[Opening Records for this task section]

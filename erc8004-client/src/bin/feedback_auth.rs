//! Issue a feedback authorization as the agent owner
//!
//! Usage: feedback_auth <agent_id> <client_address> [validity_seconds]
//!
//! Reads the registry configuration from ERC8004_* variables (a `.env` file is
//! loaded first) and the signing key from ERC8004_SIGNER_PRIVATE_KEY. Prints the
//! envelope hex to pass to the client, and the signed record as JSON.

use std::sync::Arc;
use std::time::Duration;

use dotenv::dotenv;
use erc8004_client::abi::common::{parse_address, parse_uint256};
use erc8004_client::{Eip8004Config, FeedbackClient, LocalWalletSigner, RpcIdentityRegistry, RpcReputationRegistry};

const DEFAULT_VALIDITY_SECS: u64 = 3600;

async fn run(args: &[String]) -> Result<(), String> {
    if args.len() < 3 {
        return Err(format!(
            "Usage: {} <agent_id> <client_address> [validity_seconds]",
            args.first().map(String::as_str).unwrap_or("feedback_auth")
        ));
    }

    let agent_id = parse_uint256(&args[1]).map_err(|e| e.to_string())?;
    let client_address = parse_address(&args[2]).map_err(|e| e.to_string())?;
    let validity_secs = match args.get(3) {
        Some(s) => s
            .parse::<u64>()
            .map_err(|e| format!("Invalid validity_seconds '{}': {}", s, e))?,
        None => DEFAULT_VALIDITY_SECS,
    };

    let config = Eip8004Config::from_env();
    if !config.is_reputation_deployed() {
        return Err(format!(
            "No reputation registry configured for {} (set ERC8004_REPUTATION_REGISTRY)",
            config.chain_name
        ));
    }
    log::info!(
        "[ERC8004] Using {} (chain {}) via {}",
        config.chain_name,
        config.chain_id,
        config.rpc_endpoint
    );

    let signer = Arc::new(LocalWalletSigner::from_env()?);
    let registry = Arc::new(RpcReputationRegistry::read_only(&config).map_err(|e| e.to_string())?);
    let identity = Arc::new(RpcIdentityRegistry::new(&config).map_err(|e| e.to_string())?);
    let deployment = config.deployment().map_err(|e| e.to_string())?;

    let client = FeedbackClient::new(registry, signer, deployment).with_authority(identity);
    let authorization = client
        .authorize(agent_id, client_address, Duration::from_secs(validity_secs))
        .await
        .map_err(|e| e.to_string())?;

    let record_json = serde_json::to_string_pretty(&authorization.record)
        .map_err(|e| format!("Failed to serialize record: {}", e))?;

    println!("{}", authorization.envelope.to_hex());
    println!("{}", record_json);
    Ok(())
}

#[tokio::main]
async fn main() {
    dotenv().ok();
    env_logger::init();

    let args: Vec<String> = std::env::args().collect();
    if let Err(e) = run(&args).await {
        log::error!("[ERC8004] {}", e);
        eprintln!("{}", e);
        std::process::exit(1);
    }
}
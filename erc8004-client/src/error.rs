//! Error taxonomy for feedback authorization and submission

use std::fmt;

use ethers::types::U256;

/// Why a registry (or the local pre-check standing in for it) refused an envelope.
#[derive(Debug, Clone, PartialEq, Eq)]
pub enum RejectionReason {
    /// `expiry` is not after the verification time. Fields are `None` when
    /// the cause came from revert text rather than a local check.
    Expired { expiry: Option<U256>, now: Option<u64> },
    ChainMismatch,
    RegistryMismatch,
    /// Envelope was issued for a different agent than the one being reviewed
    AgentMismatch,
    /// Envelope was issued to a different client than the submitter
    ClientMismatch,
    /// `indexLimit` does not fit the next unused slot for the pair
    IndexMismatch { expected: Option<u64>, got: Option<u64> },
    /// The pair has used every index a u64 can hold
    IndexExhausted,
    /// Signature bytes do not form a recoverable secp256k1 signature
    BadSignature,
    /// Signature recovers to an address other than `signerAddress`
    SignerMismatch,
    /// `signerAddress` is neither owner nor operator of the agent
    UnauthorizedSigner,
    /// Agent owners and operators cannot review themselves
    SelfFeedback,
    ScoreOutOfRange,
    Malformed(String),
    /// Revert text that did not match a known cause
    Reverted(String),
}

impl RejectionReason {
    /// Classify a revert message coming back from the node.
    pub fn from_revert(message: &str) -> Self {
        let lower = message.to_lowercase();
        if lower.contains("expired") {
            RejectionReason::Expired {
                expiry: None,
                now: None,
            }
        } else if lower.contains("chain") {
            RejectionReason::ChainMismatch
        } else if lower.contains("registry") {
            RejectionReason::RegistryMismatch
        } else if lower.contains("index") {
            RejectionReason::IndexMismatch {
                expected: None,
                got: None,
            }
        } else if lower.contains("self") {
            RejectionReason::SelfFeedback
        } else if lower.contains("score") {
            RejectionReason::ScoreOutOfRange
        } else if lower.contains("unauthorized") || lower.contains("not authorized") {
            RejectionReason::UnauthorizedSigner
        } else if lower.contains("signature") || lower.contains("signer") {
            RejectionReason::BadSignature
        } else {
            RejectionReason::Reverted(message.to_string())
        }
    }
}

impl fmt::Display for RejectionReason {
    fn fmt(&self, f: &mut fmt::Formatter<'_>) -> fmt::Result {
        match self {
            RejectionReason::Expired {
                expiry: Some(expiry),
                now: Some(now),
            } => write!(f, "authorization expired (expiry {}, now {})", expiry, now),
            RejectionReason::Expired { .. } => write!(f, "authorization expired"),
            RejectionReason::ChainMismatch => write!(f, "chain id mismatch"),
            RejectionReason::RegistryMismatch => write!(f, "identity registry mismatch"),
            RejectionReason::AgentMismatch => write!(f, "agent id mismatch"),
            RejectionReason::ClientMismatch => write!(f, "client address mismatch"),
            RejectionReason::IndexMismatch {
                expected: Some(expected),
                got: Some(got),
            } => write!(f, "index limit {} does not match next index {}", got, expected),
            RejectionReason::IndexMismatch { .. } => write!(f, "index limit does not match next index"),
            RejectionReason::IndexExhausted => write!(f, "feedback index space exhausted"),
            RejectionReason::BadSignature => write!(f, "invalid signature"),
            RejectionReason::SignerMismatch => write!(f, "signature does not match signer address"),
            RejectionReason::UnauthorizedSigner => write!(f, "signer is not authorized for agent"),
            RejectionReason::SelfFeedback => write!(f, "self-feedback not allowed"),
            RejectionReason::ScoreOutOfRange => write!(f, "score must be 0-100"),
            RejectionReason::Malformed(msg) => write!(f, "malformed envelope: {}", msg),
            RejectionReason::Reverted(msg) => write!(f, "reverted: {}", msg),
        }
    }
}

#[derive(Debug, thiserror::Error)]
pub enum FeedbackAuthError {
    /// Caught before any network call
    #[error("invalid input: {0}")]
    LocalValidation(String),

    /// The envelope failed a registry-equivalent check before submission
    #[error("envelope failed local check: {0}")]
    LocalCheck(RejectionReason),

    #[error("signing failed: {0}")]
    Signing(String),

    #[error("registry rejected feedback: {0}")]
    Rejected(RejectionReason),

    #[error("network error: {0}")]
    Network(String),
}

impl FeedbackAuthError {
    pub fn validation(msg: impl Into<String>) -> Self {
        FeedbackAuthError::LocalValidation(msg.into())
    }

    /// Returns the rejection reason when the registry refused the submission.
    pub fn rejection(&self) -> Option<&RejectionReason> {
        match self {
            FeedbackAuthError::Rejected(reason) => Some(reason),
            _ => None,
        }
    }

    /// The refusal reason, whether it came from the registry or the local pre-check.
    pub fn reason(&self) -> Option<&RejectionReason> {
        match self {
            FeedbackAuthError::Rejected(reason) | FeedbackAuthError::LocalCheck(reason) => Some(reason),
            _ => None,
        }
    }

    /// Network failures are the only ones worth retrying, and only from a fresh index read.
    pub fn is_retryable(&self) -> bool {
        matches!(self, FeedbackAuthError::Network(_))
    }
}

impl From<RejectionReason> for FeedbackAuthError {
    fn from(reason: RejectionReason) -> Self {
        FeedbackAuthError::Rejected(reason)
    }
}

pub type Result<T> = std::result::Result<T, FeedbackAuthError>;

[Closing Records for this task section]

**Task brief**: The lines needed are those in the data above that hold the string "IndexMismatch"; copy each of them.

**Your response**:
    IndexMismatch { expected: Option<u64>, got: Option<u64> },
            RejectionReason::IndexMismatch {
            RejectionReason::IndexMismatch {
            RejectionReason::IndexMismatch { .. } => write!(f, "index limit does not match next index"),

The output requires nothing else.